Best Practice: Limit partitions to 100,000 or fewer per asset for optimal UI performance.


Testing Quick Reference

Direct Function Testing

def test_my_asset():
    result = my_asset()
    assert result == expected_value

Testing with Materialization

def test_asset_graph():
    result = dg.materialize(
        assets=[asset_a, asset_b],
        resources={"database": mock_database},
    )
    assert result.success
    assert result.output_for_node("asset_b") == expected

Mocking Resources

from unittest.mock import Mock

def test_with_mocked_resource():
    mocked_resource = Mock()
    mocked_resource.query.return_value = [{"id": 1}]

    result = dg.materialize(
        assets=[my_asset],
        resources={"database": mocked_resource},
    )
    assert result.success

Asset Checks

@dg.asset_check(asset=my_asset)
def validate_non_empty(my_asset):
    return dg.AssetCheckResult(
        passed=len(my_asset) > 0,
        metadata={"row_count": len(my_asset)},
    )

dbt Integration

For dbt integration, prefer the component-based approach for standard dbt projects. Use Pythonic assets only when you need custom logic or fine-grained control.

Use DbtProjectComponent with remote Git repository:

# defs/transform/defs.yaml
type: dagster_dbt.DbtProjectComponent

attributes:
  project:
    repo_url: https://github.com/dagster-io/jaffle-platform.git
    repo_relative_path: jdbt
  dbt:
    target: dev

When to use:

  • Standard dbt transformations
  • Remote dbt project in Git repository
  • Declarative configuration preferred
  • Component reusability desired

For private repositories:

attributes:
  project:
    repo_url: https://github.com/your-org/dbt-project.git
    repo_relative_path: dbt
    token: '{{ env.GIT_TOKEN }}'
  dbt:
    target: dev

Pythonic dbt Assets

For custom logic or local development:

from dagster_dbt import DbtCliResource, dbt_assets
from pathlib import Path

dbt_project_dir = Path(__file__).parent / "dbt_project"

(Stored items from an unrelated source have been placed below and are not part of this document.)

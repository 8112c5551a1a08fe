//! Reader surfaces.
//!
//! Inline and fullscreen surfaces share `surface_lines()`; they differ only
//! in framing. Each render records its layout in the surface's `Viewport`.

use ratatui::Frame;
use ratatui::layout::{Constraint, Layout, Rect};
use ratatui::style::{Color, Modifier, Style};
use ratatui::text::{Line, Span};
use ratatui::widgets::{Block, Borders, Clear, Paragraph};
use unveil_core::{Direction, RevealController, ViewOptions};

use super::viewport::{RowSpan, SurfaceLayout, Viewport};
use crate::common::Scrollbar;
use crate::markup::{self, Style as MarkupStyle, StyledLine};
use crate::state::TuiState;
use crate::statusline::progress_label;

/// Columns reserved for the current-line marker.
pub const GUTTER_WIDTH: usize = 2;

/// Widest text column in the fullscreen surface.
const FULLSCREEN_MAX_WIDTH: u16 = 100;

const END_MARKER: &str = "· end ·";

#[derive(Debug, Clone, Copy, PartialEq, Eq)]
enum Tone {
    Revealed,
    Current,
    Dimmed,
}

/// Rendered rows of a surface plus the rows to keep in view.
pub struct SurfaceLines {
    pub lines: Vec<Line<'static>>,
    pub anchor: Option<RowSpan>,
}

fn base_style(style: MarkupStyle) -> Style {
    let plain = Style::default();
    match style {
        MarkupStyle::Plain | MarkupStyle::Body | MarkupStyle::Table => plain,
        MarkupStyle::CodeInline | MarkupStyle::CodeBlock => plain.fg(Color::Cyan),
        MarkupStyle::CodeFence | MarkupStyle::Rule => plain.fg(Color::DarkGray),
        MarkupStyle::Emphasis => plain.add_modifier(Modifier::ITALIC),
        MarkupStyle::Strong => plain.add_modifier(Modifier::BOLD),
        MarkupStyle::Strikethrough => plain.add_modifier(Modifier::CROSSED_OUT),
        MarkupStyle::H1 => plain
            .fg(Color::Magenta)
            .add_modifier(Modifier::BOLD | Modifier::UNDERLINED),
        MarkupStyle::H2 => plain.fg(Color::Magenta).add_modifier(Modifier::BOLD),
        MarkupStyle::H3 => plain.fg(Color::Magenta),
        MarkupStyle::Link => plain.fg(Color::Blue).add_modifier(Modifier::UNDERLINED),
        MarkupStyle::BlockQuote => plain.fg(Color::Gray).add_modifier(Modifier::ITALIC),
        MarkupStyle::ListMarker => plain.fg(Color::Yellow),
    }
}

fn toned(style: MarkupStyle, tone: Tone) -> Style {
    let base = base_style(style);
    match tone {
        Tone::Revealed => base,
        Tone::Current => {
            let base = base.add_modifier(Modifier::BOLD);
            if matches!(style, MarkupStyle::Plain | MarkupStyle::Body) {
                base.fg(Color::LightYellow)
            } else {
                base
            }
        }
        Tone::Dimmed => base.fg(Color::DarkGray).add_modifier(Modifier::DIM),
    }
}

fn render_text(text: &str, markup: bool, width: usize) -> Vec<StyledLine> {
    let text = markup::expand_tabs(text);
    if markup {
        markup::render_markup(&text, width)
    } else {
        markup::render_plain(&text, width)
    }
}

fn surface_row(row: StyledLine, tone: Tone, direction: Direction) -> Line<'static> {
    let marker_style = Style::default().fg(Color::Yellow);
    let content = row
        .spans
        .into_iter()
        .map(|span| Span::styled(span.text, toned(span.style, tone)));
    let is_current = tone == Tone::Current;

    match direction {
        Direction::Ltr => {
            let gutter = if is_current {
                Span::styled("▌ ", marker_style)
            } else {
                Span::raw("  ")
            };
            Line::from(std::iter::once(gutter).chain(content).collect::<Vec<_>>())
        }
        Direction::Rtl => {
            let gutter = if is_current {
                Span::styled(" ▐", marker_style)
            } else {
                Span::raw("  ")
            };
            Line::from(content.chain(std::iter::once(gutter)).collect::<Vec<_>>()).right_aligned()
        }
    }
}

/// Builds every row of a surface `width` columns wide: revealed text,
/// then the highlighted current line, then an end marker once finished.
pub fn surface_lines(reveal: &RevealController, view: ViewOptions, width: usize) -> SurfaceLines {
    let content_width = width.saturating_sub(GUTTER_WIDTH).max(1);
    let revealed_tone = if view.focus_dim {
        Tone::Dimmed
    } else {
        Tone::Revealed
    };

    let mut lines: Vec<Line<'static>> =
        render_text(reveal.revealed_text(), view.markup, content_width)
            .into_iter()
            .map(|row| surface_row(row, revealed_tone, view.direction))
            .collect();

    let anchor = if let Some(current) = reveal.current_line() {
        let mut rows = render_text(current, view.markup, content_width);
        // Markup such as a lone HTML tag renders to nothing; the current
        // line must still be visible.
        if rows.is_empty() {
            rows = markup::render_plain(&markup::expand_tabs(current), content_width);
        }
        let start = lines.len();
        lines.extend(
            rows.into_iter()
                .map(|row| surface_row(row, Tone::Current, view.direction)),
        );
        Some(RowSpan {
            start,
            end: lines.len(),
        })
    } else if reveal.is_finished() {
        if !lines.is_empty() {
            lines.push(Line::default());
        }
        let start = lines.len();
        lines.push(
            Line::from(Span::styled(
                END_MARKER,
                Style::default().fg(Color::DarkGray),
            ))
            .centered(),
        );
        Some(RowSpan {
            start,
            end: start + 1,
        })
    } else {
        None
    };

    SurfaceLines { lines, anchor }
}

fn render_surface(
    reveal: &RevealController,
    view: ViewOptions,
    viewport: &Viewport,
    frame: &mut Frame,
    area: Rect,
) {
    if area.width < 2 || area.height == 0 {
        viewport.record_layout(SurfaceLayout::default());
        return;
    }

    // Last column belongs to the scrollbar.
    let text_area = Rect {
        width: area.width - 1,
        ..area
    };
    let surface = surface_lines(reveal, view, text_area.width as usize);
    let height = area.height as usize;
    let layout = SurfaceLayout {
        total_rows: surface.lines.len(),
        height,
        anchor: surface.anchor,
    };
    viewport.record_layout(layout);

    let offset = viewport.clamped_offset(&layout);
    let visible: Vec<Line<'static>> = surface
        .lines
        .into_iter()
        .skip(offset)
        .take(height)
        .collect();

    frame.render_widget(Paragraph::new(visible), text_area);
    frame.render_widget(Scrollbar::new(layout.total_rows, height, offset), area);
}

/// Bordered reader panel inside the main layout.
pub fn render_inline(tui: &TuiState, frame: &mut Frame, area: Rect) {
    let title_style = Style::default()
        .fg(Color::Cyan)
        .add_modifier(Modifier::BOLD);
    let block = Block::default()
        .borders(Borders::ALL)
        .border_style(Style::default().fg(Color::DarkGray))
        .title(Span::styled(" Reader ", title_style))
        .title(Line::from(format!(" {} ", tui.reveal.progress())).right_aligned());
    let inner = block.inner(area);
    frame.render_widget(block, area);

    render_surface(&tui.reveal, tui.view, &tui.inline_viewport, frame, inner);
}

/// Distraction-free surface covering `area`: a centered text column and
/// a one-line footer.
pub fn render_fullscreen(tui: &TuiState, frame: &mut Frame, area: Rect) {
    frame.render_widget(Clear, area);

    let [body, footer] =
        Layout::vertical([Constraint::Min(1), Constraint::Length(1)]).areas(area);

    let width = body.width.min(FULLSCREEN_MAX_WIDTH);
    let top_pad = u16::from(body.height > 2);
    let column = Rect {
        x: body.x + (body.width - width) / 2,
        y: body.y + top_pad,
        width,
        height: body.height - top_pad,
    };
    render_surface(&tui.reveal, tui.view, &tui.fullscreen_viewport, frame, column);

    let footer_text = match &tui.notice {
        Some(notice) => notice.text.clone(),
        None => format!(
            "{}  ·  Esc exit fullscreen",
            progress_label(tui.reveal.progress())
        ),
    };
    frame.render_widget(
        Paragraph::new(
            Line::from(Span::styled(
                footer_text,
                Style::default().fg(Color::DarkGray),
            ))
            .centered(),
        ),
        footer,
    );
}

#[cfg(test)]
mod tests {
    use unveil_core::tokenize;

    use super::*;

    fn texts(surface: &SurfaceLines) -> Vec<String> {
        surface.lines.iter().map(|line| line.to_string()).collect()
    }

    fn controller(text: &str) -> RevealController {
        RevealController::new(tokenize(text))
    }

    #[test]
    fn test_initial_surface_shows_only_current_line() {
        let reveal = controller("first\nsecond");
        let surface = surface_lines(&reveal, ViewOptions::default(), 40);
        assert_eq!(texts(&surface), vec!["▌ first"]);
        assert_eq!(surface.anchor, Some(RowSpan { start: 0, end: 1 }));
    }

    #[test]
    fn test_revealed_then_current() {
        let mut reveal = controller("first\nsecond\nthird");
        reveal.advance();
        let surface = surface_lines(&reveal, ViewOptions::default(), 40);
        assert_eq!(texts(&surface), vec!["  first", "▌ second"]);
        assert_eq!(surface.anchor, Some(RowSpan { start: 1, end: 2 }));
    }

    #[test]
    fn test_tabs_are_drawn_as_spaces() {
        let reveal = controller("a\tb");
        assert_eq!(reveal.current_line().unwrap(), "a\tb");
        let surface = surface_lines(&reveal, ViewOptions::default(), 40);
        let rows = texts(&surface);
        assert_eq!(rows.len(), 1);
        assert!(rows[0].starts_with("▌ a"));
        assert!(rows[0].ends_with('b'));
        assert!(!rows[0].contains('\t'));
    }

    #[test]
    fn test_finished_shows_end_marker() {
        let mut reveal = controller("only");
        reveal.advance();
        let surface = surface_lines(&reveal, ViewOptions::default(), 20);
        let rows = texts(&surface);
        assert_eq!(rows.len(), 3);
        assert_eq!(rows[0], "  only");
        assert_eq!(rows[2], END_MARKER);
        assert_eq!(surface.anchor, Some(RowSpan { start: 2, end: 3 }));
    }

    #[test]
    fn test_wrapped_current_line_spans_rows() {
        let reveal = controller("one two three four");
        let surface = surface_lines(&reveal, ViewOptions::default(), 10);
        assert_eq!(surface.anchor, Some(RowSpan { start: 0, end: 3 }));
        assert!(texts(&surface).iter().all(|row| row.starts_with("▌ ")));
    }

    #[test]
    fn test_markup_only_affects_styling() {
        let reveal = controller("**bold** text");
        let plain = surface_lines(&reveal, ViewOptions::default(), 40);
        assert_eq!(texts(&plain), vec!["▌ **bold** text"]);

        let view = ViewOptions {
            markup: true,
            ..ViewOptions::default()
        };
        let styled = surface_lines(&reveal, view, 40);
        assert_eq!(texts(&styled), vec!["▌ bold text"]);
    }

    #[test]
    fn test_markup_that_renders_empty_falls_back_to_plain() {
        let reveal = controller("<br>");
        let view = ViewOptions {
            markup: true,
            ..ViewOptions::default()
        };
        let surface = surface_lines(&reveal, view, 40);
        assert_eq!(texts(&surface), vec!["▌ <br>"]);
    }

    #[test]
    fn test_rtl_rows_are_right_aligned() {
        let mut reveal = controller("שלום\nעולם");
        reveal.advance();
        let view = ViewOptions {
            direction: Direction::Rtl,
            ..ViewOptions::default()
        };
        let surface = surface_lines(&reveal, view, 40);
        assert!(
            surface
                .lines
                .iter()
                .all(|line| line.alignment == Some(ratatui::layout::Alignment::Right))
        );
        assert_eq!(texts(&surface)[1], "עולם ▐");
    }

    #[test]
    fn test_focus_dim_dims_revealed_rows_only() {
        let mut reveal = controller("a\nb");
        reveal.advance();
        let view = ViewOptions {
            focus_dim: true,
            ..ViewOptions::default()
        };
        let surface = surface_lines(&reveal, view, 20);
        let revealed = &surface.lines[0].spans[1];
        let current = &surface.lines[1].spans[1];
        assert!(revealed.style.add_modifier.contains(Modifier::DIM));
        assert!(!current.style.add_modifier.contains(Modifier::DIM));
        assert!(current.style.add_modifier.contains(Modifier::BOLD));
    }
}
/// A styled span of text (terminal-agnostic).
///
/// Converted to ratatui `Span`s at render time.
#[derive(Debug, Clone, PartialEq, Eq)]
pub struct StyledSpan {
    pub text: String,
    pub style: Style,
}

impl StyledSpan {
    pub fn new(text: impl Into<String>, style: Style) -> Self {
        Self {
            text: text.into(),
            style,
        }
    }
}

/// A line of styled spans.
#[derive(Debug, Clone, PartialEq, Eq, Default)]
pub struct StyledLine {
    pub spans: Vec<StyledSpan>,
}

impl StyledLine {
    /// Concatenated text of every span.
    pub fn text(&self) -> String {
        self.spans.iter().map(|s| s.text.as_str()).collect()
    }
}

/// Semantic style identifiers.
///
/// The reader decides the final colors, so the same markup can be drawn
/// revealed, highlighted or dimmed.
#[derive(Debug, Clone, Copy, PartialEq, Eq)]
pub enum Style {
    /// Decoration without emphasis (indents, padding).
    Plain,
    /// Ordinary line text.
    Body,
    /// Inline code (`code`).
    CodeInline,
    /// Fenced code block content.
    CodeBlock,
    /// Code fence markers.
    CodeFence,
    /// *italic*
    Emphasis,
    /// **bold**
    Strong,
    /// ~~struck~~
    Strikethrough,
    /// `# Heading`
    H1,
    /// `## Heading`
    H2,
    /// `### Heading` and deeper.
    H3,
    /// Link or image text.
    Link,
    /// Blockquote bar and content.
    BlockQuote,
    /// List bullet, number or task marker.
    ListMarker,
    /// Horizontal rule.
    Rule,
    /// Table borders and cells.
    Table,
}

impl Style {
    /// Code keeps its whitespace when wrapped.
    pub fn preserves_whitespace(self) -> bool {
        matches!(self, Style::CodeInline | Style::CodeBlock)
    }
}
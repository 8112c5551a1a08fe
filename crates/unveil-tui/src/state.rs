//! Application state composition.
//!
//! ```text
//! AppState
//! ├── tui: TuiState
//! │   ├── screen: Screen             (compose or reader)
//! │   ├── compose: ComposeState      (source text buffer)
//! │   ├── reveal: RevealController   (lines and reveal position)
//! │   ├── view: ViewOptions          (direction, markup, focus, fullscreen)
//! │   ├── inline_viewport / fullscreen_viewport
//! │   └── notice: Option<Notice>
//! └── overlay: Option<Overlay>       (help)
//! ```
//!
//! Both surfaces render from the same `RevealController`, so toggling
//! fullscreen never changes reveal progress.

use std::time::Instant;

use unveil_core::{RevealController, ViewOptions};

use crate::Session;
use crate::compose::ComposeState;
use crate::effects::UiEffect;
use crate::overlays::Overlay;
use crate::reader::{self, Viewport};
use crate::statusline::{Notice, NoticeKind};

/// Combined application state for the TUI.
pub struct AppState {
    pub tui: TuiState,
    pub overlay: Option<Overlay>,
}

impl AppState {
    /// Builds the initial state. Text supplied up front is processed
    /// immediately; otherwise the compose screen opens.
    pub fn new(session: Session) -> Self {
        let mut tui = TuiState::new(session.view);
        tui.source_label = session.source_label;
        if let Some(text) = session.text {
            tui.compose = ComposeState::with_text(&text);
            // The first line starts at the top, nothing to scroll yet.
            let _ = reader::start_reveal(&mut tui);
        }
        Self { tui, overlay: None }
    }
}

#[derive(Debug, Clone, Copy, PartialEq, Eq)]
pub enum Screen {
    Compose,
    Reader,
}

/// TUI state (non-overlay).
pub struct TuiState {
    pub should_quit: bool,
    pub screen: Screen,
    pub compose: ComposeState,
    /// Single owner of reveal progress for both surfaces.
    pub reveal: RevealController,
    pub view: ViewOptions,
    pub inline_viewport: Viewport,
    pub fullscreen_viewport: Viewport,
    /// Bumped on every scroll request; stale settle events are dropped.
    pub scroll_generation: u64,
    pub notice: Option<Notice>,
    /// File name or `<stdin>` when text came from the command line.
    pub source_label: Option<String>,
}

impl TuiState {
    pub fn new(view: ViewOptions) -> Self {
        Self {
            should_quit: false,
            screen: Screen::Compose,
            compose: ComposeState::default(),
            reveal: RevealController::default(),
            view,
            inline_viewport: Viewport::default(),
            fullscreen_viewport: Viewport::default(),
            scroll_generation: 0,
            notice: None,
            source_label: None,
        }
    }

    /// Viewport of the surface currently on screen.
    pub fn active_viewport(&self) -> &Viewport {
        if self.view.fullscreen {
            &self.fullscreen_viewport
        } else {
            &self.inline_viewport
        }
    }

    pub fn active_viewport_mut(&mut self) -> &mut Viewport {
        if self.view.fullscreen {
            &mut self.fullscreen_viewport
        } else {
            &mut self.inline_viewport
        }
    }

    /// Requests a scroll-into-view, superseding any pending request.
    pub fn schedule_scroll(&mut self) -> UiEffect {
        self.scroll_generation += 1;
        UiEffect::ScheduleScroll {
            generation: self.scroll_generation,
        }
    }

    pub fn notify(&mut self, kind: NoticeKind, text: impl Into<String>) {
        self.notice = Some(Notice::new(kind, text, Instant::now()));
    }

    pub fn expire_notice(&mut self, now: Instant) {
        if self.notice.as_ref().is_some_and(|n| n.is_expired(now)) {
            self.notice = None;
        }
    }
}
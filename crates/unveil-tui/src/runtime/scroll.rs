//! Deferred scroll-into-view.
//!
//! The reducer asks for a scroll after every change that moves the current
//! line. The request is held until a frame containing the change has been
//! drawn and the settle delay has passed, so the scroll uses the new layout.
//! Only the newest request is kept.

use std::time::{Duration, Instant};

#[derive(Debug, Clone, Copy)]
struct Pending {
    generation: u64,
    due: Instant,
    drawn: bool,
}

#[derive(Debug)]
pub struct ScrollTimer {
    delay: Duration,
    pending: Option<Pending>,
}

impl ScrollTimer {
    pub fn new(delay: Duration) -> Self {
        Self {
            delay,
            pending: None,
        }
    }

    /// Replaces any pending request.
    pub fn schedule(&mut self, generation: u64, now: Instant) {
        self.pending = Some(Pending {
            generation,
            due: now + self.delay,
            drawn: false,
        });
    }

    /// Records that a frame was drawn after the request was made.
    pub fn mark_drawn(&mut self) {
        if let Some(pending) = &mut self.pending {
            pending.drawn = true;
        }
    }

    pub fn is_pending(&self) -> bool {
        self.pending.is_some()
    }

    /// Time left before the request can fire, if one is waiting on the clock.
    pub fn time_until_due(&self, now: Instant) -> Option<Duration> {
        self.pending
            .filter(|p| p.drawn)
            .map(|p| p.due.saturating_duration_since(now))
    }

    /// Takes the generation of a request that is drawn and due.
    pub fn take_due(&mut self, now: Instant) -> Option<u64> {
        match self.pending {
            Some(p) if p.drawn && now >= p.due => {
                self.pending = None;
                Some(p.generation)
            }
            _ => None,
        }
    }
}
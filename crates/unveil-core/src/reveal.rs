//! Line tokenizer and reveal state machine.
//!
//! Raw text is split into trimmed, non-empty [`Line`]s by [`tokenize`]. A
//! [`RevealController`] walks that sequence one line per reveal event,
//! keeping the committed text and the highlighted next line in sync.
//!
//! ```text
//! tokenize("a\n\n b ")  ->  [a, b]
//!
//! initialize   position 0   revealed ""      current Some(a)
//! advance      position 1   revealed "a"     current Some(b)
//! advance      position 2   revealed "a\nb"  current None
//! advance      (no-op)
//! ```

use std::fmt;
use std::ops::Deref;

/// Separator used when committing lines to the revealed text.
pub const LINE_SEPARATOR: &str = "\n";

/// One trimmed, non-empty unit of text.
///
/// Only [`tokenize`] constructs lines, so the non-empty invariant holds for
/// every value in circulation.
#[derive(Debug, Clone, PartialEq, Eq, Hash)]
pub struct Line(String);

impl Line {
    pub fn as_str(&self) -> &str {
        &self.0
    }
}

impl Deref for Line {
    type Target = str;

    fn deref(&self) -> &str {
        &self.0
    }
}

impl AsRef<str> for Line {
    fn as_ref(&self) -> &str {
        &self.0
    }
}

impl fmt::Display for Line {
    fn fmt(&self, f: &mut fmt::Formatter<'_>) -> fmt::Result {
        f.write_str(&self.0)
    }
}

impl PartialEq<str> for Line {
    fn eq(&self, other: &str) -> bool {
        self.0 == other
    }
}

impl PartialEq<&str> for Line {
    fn eq(&self, other: &&str) -> bool {
        self.0 == *other
    }
}

/// Ordered sequence of lines produced by one tokenize pass.
#[derive(Debug, Clone, Default, PartialEq, Eq)]
pub struct LineSequence(Vec<Line>);

impl LineSequence {
    pub fn len(&self) -> usize {
        self.0.len()
    }

    pub fn is_empty(&self) -> bool {
        self.0.is_empty()
    }

    pub fn get(&self, index: usize) -> Option<&Line> {
        self.0.get(index)
    }

    pub fn iter(&self) -> std::slice::Iter<'_, Line> {
        self.0.iter()
    }

    pub fn as_slice(&self) -> &[Line] {
        &self.0
    }

    /// Joins every line with [`LINE_SEPARATOR`].
    pub fn join(&self) -> String {
        join_lines(&self.0)
    }
}

impl<'a> IntoIterator for &'a LineSequence {
    type Item = &'a Line;
    type IntoIter = std::slice::Iter<'a, Line>;

    fn into_iter(self) -> Self::IntoIter {
        self.0.iter()
    }
}

fn join_lines(lines: &[Line]) -> String {
    lines
        .iter()
        .map(Line::as_str)
        .collect::<Vec<_>>()
        .join(LINE_SEPARATOR)
}

fn is_line_break(c: char) -> bool {
    matches!(c, '\n' | '\r' | '\u{2028}' | '\u{2029}')
}

/// Splits raw text into trimmed, non-empty lines.
///
/// Blank and whitespace-only segments are dropped; order is preserved and
/// duplicates are kept. Empty or all-blank input gives an empty sequence,
/// which callers must treat as "nothing to reveal".
pub fn tokenize(raw: &str) -> LineSequence {
    LineSequence(
        raw.split(is_line_break)
            .map(str::trim)
            .filter(|segment| !segment.is_empty())
            .map(|segment| Line(segment.to_string()))
            .collect(),
    )
}

/// Reveal progress as exposed to the host: `(position, total)`.
#[derive(Debug, Clone, Copy, PartialEq, Eq, Default)]
pub struct Progress {
    pub position: usize,
    pub total: usize,
}

impl Progress {
    /// True once every line has been committed.
    pub fn is_finished(&self) -> bool {
        self.total > 0 && self.position >= self.total
    }

    /// Whole-number percentage, 0 for an empty sequence.
    pub fn percent(&self) -> u8 {
        if self.total == 0 {
            return 0;
        }
        ((self.position * 100) / self.total).min(100) as u8
    }
}

impl fmt::Display for Progress {
    fn fmt(&self, f: &mut fmt::Formatter<'_>) -> fmt::Result {
        write!(f, "{}/{}", self.position, self.total)
    }
}

/// Owns the line sequence and the reveal cursor.
///
/// `revealed` is a cache of `lines[..position]` joined by
/// [`LINE_SEPARATOR`]; only `initialize`, `advance` and `reset` touch
/// `position`, and each of them keeps the cache exact.
#[derive(Debug, Clone, Default)]
pub struct RevealController {
    lines: LineSequence,
    position: usize,
    revealed: String,
}

impl RevealController {
    pub fn new(lines: LineSequence) -> Self {
        let mut controller = Self::default();
        controller.initialize(lines);
        controller
    }

    /// Replaces the sequence and rewinds to the first line.
    pub fn initialize(&mut self, lines: LineSequence) {
        self.lines = lines;
        self.position = 0;
        self.revealed.clear();
    }

    /// Commits the current line.
    ///
    /// Returns `false` (and changes nothing) once the sequence is exhausted.
    pub fn advance(&mut self) -> bool {
        let Some(line) = self.lines.get(self.position) else {
            return false;
        };
        if !self.revealed.is_empty() {
            self.revealed.push_str(LINE_SEPARATOR);
        }
        self.revealed.push_str(line.as_str());
        self.position += 1;
        true
    }

    /// Rewinds to the first line without re-tokenizing.
    pub fn reset(&mut self) {
        self.position = 0;
        self.revealed.clear();
    }

    pub fn revealed_text(&self) -> &str {
        &self.revealed
    }

    /// The highlighted, not yet committed line.
    pub fn current_line(&self) -> Option<&Line> {
        self.lines.get(self.position)
    }

    pub fn position(&self) -> usize {
        self.position
    }

    pub fn total(&self) -> usize {
        self.lines.len()
    }

    pub fn progress(&self) -> Progress {
        Progress {
            position: self.position,
            total: self.total(),
        }
    }

    pub fn is_finished(&self) -> bool {
        self.progress().is_finished()
    }

    pub fn is_empty(&self) -> bool {
        self.lines.is_empty()
    }

    pub fn lines(&self) -> &LineSequence {
        &self.lines
    }

    /// Committed lines, in order.
    pub fn revealed_lines(&self) -> &[Line] {
        &self.lines.as_slice()[..self.position]
    }
}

@dbt_assets(manifest=dbt_project_dir / "target" / "manifest.json")
def my_dbt_assets(context: dg.AssetExecutionContext, dbt: DbtCliResource):
    yield from dbt.cli(["build"], context=context).stream()

dg.Definitions(
    assets=[my_dbt_assets],
    resources={"dbt": DbtCliResource(project_dir=dbt_project_dir)},
)

When to use:

  • Custom transformation logic needed
  • Local development with frequent dbt code changes
  • Fine-grained control over dbt execution

Full patterns: See Dagster dbt docs


When to Load References

Load references/assets.md when:

  • Defining complex asset dependencies
  • Adding metadata, groups, or key prefixes
  • Working with asset factories
  • Understanding asset materialization patterns

Load references/resources.md when:

  • Creating custom ConfigurableResource classes
  • Integrating with databases, APIs, or cloud services
  • Understanding resource scoping and lifecycle

Load references/automation.md when:

  • Creating schedules with complex cron patterns
  • Building sensors with cursors and state management
  • Implementing partitions and backfills
  • Using declarative automation conditions
  • Automating dbt or other integration runs

Load references/testing.md when:

  • Writing unit tests for assets
  • Mocking resources and dependencies
  • Using dg.materialize() for integration tests
  • Creating asset checks for data validation

Load references/etl-patterns.md when:

  • Using dlt for embedded ETL
  • Using Sling for database replication
  • Loading data from files or APIs
  • Integrating external ETL tools

Load references/project-structure.md when:

  • Setting up a new Dagster project
  • Configuring Definitions and code locations
  • Using dg CLI for scaffolding
  • Organizing large projects with Components

Project Structure

my_project/
├── pyproject.toml
├── src/
│   └── my_project/
│       ├── definitions.py     # Main Definitions
│       └── defs/
│           ├── assets/
│           │   ├── __init__.py
│           │   └── my_assets.py
│           ├── jobs.py
│           ├── schedules.py
│           ├── sensors.py
│           └── resources.py
└── tests/
    └── test_assets.py

Definitions Pattern (Modern)

Auto-Discovery (Simplest):

# src/my_project/definitions.py
from dagster import Definitions
from dagster_dg import load_defs

# Automatically discovers all definitions in defs/ folder
defs = Definitions.merge(
    load_defs()
)

Combining Components with Pythonic Assets:

# src/my_project/definitions.py
from dagster import Definitions
from dagster_dg import load_defs
from my_project.assets import custom_assets

# Load component definitions from defs/ folder
component_defs = load_defs()

# Define pythonic assets separately
pythonic_defs = Definitions(
    assets=custom_assets,
    resources={...}
)

# Merge them together
defs = Definitions.merge(component_defs, pythonic_defs)

Traditional (Explicit):

# src/my_project/definitions.py
from dagster import Definitions
from my_project.defs import assets, jobs, schedules, resources

defs = Definitions(
    assets=assets,
    jobs=jobs,
    schedules=schedules,
    resources=resources,
)

Scaffolding with dg CLI

# Create new project
uvx create-dagster my_project

# Scaffold new asset file
dg scaffold defs dagster.asset assets/new_asset.py

# Scaffold schedule
dg scaffold defs dagster.schedule schedules.py

# Scaffold sensor
dg scaffold defs dagster.sensor sensors.py

# Validate definitions
dg check defs

Common Patterns

Job Definition

trip_update_job = dg.define_asset_job(
    name="trip_update_job",
    selection=["taxi_trips", "taxi_zones"],
)

Run Configuration

from dagster import Config

class MyAssetConfig(Config):
    filename: str
    limit: int = 100

@dg.asset
def configurable_asset(config: MyAssetConfig) -> None:
    print(f"Processing {config.filename} with limit {config.limit}")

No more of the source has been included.